Natürlich ist nicht jede·r gleich flexibel und die Chancen, unsere Angebote zu nutzen, verändern sich mit den Lebensabschnitten. Nur wenige werden 100 Prozent unserer Angebote annehmen können. Aber genau darum geht es uns: Wir bieten maximale Möglichkeiten, damit jeder und jede sich bestmöglich individuell organisieren kann.
Bei all diesen Incentives – zahlt ihr dafür weniger Gehalt?
Absolut nicht! Ganz im Gegenteil: Wir bieten international kompetitive Gehälter an, weil wir nur so die besten internationalen Talente bekommen.
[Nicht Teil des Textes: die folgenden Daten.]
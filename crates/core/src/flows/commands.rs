//! Commands accepted in every conversation state, and the root menu.

use serde::{Deserialize, Serialize};

use crate::domain::product::Product;

#[derive(Clone, Copy, Debug, PartialEq, Eq, Serialize, Deserialize)]
#[serde(rename_all = "snake_case")]
pub enum ConversationCommand {
    /// Clear the session and show the welcome banner.
    Menu,
    /// Clear the session without the banner.
    Cancel,
}

const MENU_ALIASES: [&str; 3] = ["start", "menu", "accueil"];
const CANCEL_ALIASES: [&str; 3] = ["cancel", "annuler", "stop"];

/// Trims, lower-cases and strips one leading `/`, then matches the alias sets.
pub fn normalize_command(text: &str) -> Option<ConversationCommand> {
    let lowered = text.trim().to_lowercase();
    let word = lowered.strip_prefix('/').unwrap_or(&lowered);

    if MENU_ALIASES.contains(&word) {
        Some(ConversationCommand::Menu)
    } else if CANCEL_ALIASES.contains(&word) {
        Some(ConversationCommand::Cancel)
    } else {
        None
    }
}

#[derive(Clone, Copy, Debug, PartialEq, Eq)]
pub enum MenuChoice {
    Quote(Product),
    /// Entry 4, "Autre produit".
    UnderConstruction,
    /// Entry 6, stubbed.
    MedicalSelection,
}

impl MenuChoice {
    pub fn parse(text: &str) -> Option<Self> {
        match text.trim() {
            "1" => Some(Self::Quote(Product::Education)),
            "2" => Some(Self::Quote(Product::BurialCapital)),
            "3" => Some(Self::Quote(Product::Endowment)),
            "4" => Some(Self::UnderConstruction),
            "5" => Some(Self::Quote(Product::Borrower)),
            "6" => Some(Self::MedicalSelection),
            _ => None,
        }
    }
}

#[cfg(test)]
mod tests {
    use super::{normalize_command, ConversationCommand, MenuChoice};
    use crate::domain::product::Product;

    #[test]
    fn menu_aliases_normalize() {
        for text in ["/start", "start", "/menu", "MENU", " accueil "] {
            assert_eq!(normalize_command(text), Some(ConversationCommand::Menu), "{text}");
        }
    }

    #[test]
    fn cancel_aliases_normalize() {
        for text in ["/cancel", "Cancel", "annuler", "/STOP"] {
            assert_eq!(normalize_command(text), Some(ConversationCommand::Cancel), "{text}");
        }
    }

    #[test]
    fn ordinary_answers_are_not_commands() {
        for text in ["1985", "oui", "M", "", "//start", "restart"] {
            assert_eq!(normalize_command(text), None, "{text}");
        }
    }

    #[test]
    fn menu_entries_map_to_products_and_stubs() {
        assert_eq!(MenuChoice::parse("1"), Some(MenuChoice::Quote(Product::Education)));
        assert_eq!(MenuChoice::parse(" 5 "), Some(MenuChoice::Quote(Product::Borrower)));
        assert_eq!(MenuChoice::parse("4"), Some(MenuChoice::UnderConstruction));
        assert_eq!(MenuChoice::parse("6"), Some(MenuChoice::MedicalSelection));
        assert_eq!(MenuChoice::parse("7"), None);
    }
}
Können Unternehmen, die traditionell organisiert sind, mit euch beim Buhlen um Talente mithalten?
Alle Unternehmen müssen sich die Frage stellen, was für Mitarbeiter sie haben wollen. Und junge, ambitionierte, internationale Talente wünschen sich nunmal mehr Zusatzleistungen und mehr Flexibilität. Die Pandemie hat diesen Trend noch verstärkt. Wer um diese Talente buhlen will, kann die Uhr nicht mehr zurückdrehen.
Seit Januar 2022 ist Magdalena Hoerhager zurück aus dem Mutterschutz und nun in neuer Position als Bitpandas Vice President Growth tätig. In dieser Rolle setzt sie ihre Expertise in den Bereichen Kundenerfahrung, Geschäftsbetrieb und Skalierung internationaler Teams ein, um die regionalen Growth-Teams zu leiten sowie Bitpandas internationale Expansion voranzutreiben. Magdalena kam 2019 zu Bitpanda und verantwortete zuvor Global Growth & Business Development. Bitpanda wurde 2014 gegründet und ist in rasanter Geschwindigkeit zu einem der bedeutendsten Scale-ups im österreichischen Raum und darüber hinaus geworden. Knapp 1000 Mitarbeitende mit 57 Nationalitäten arbeiten an zehn europäischen Standorten und das Fintech wächst weiter.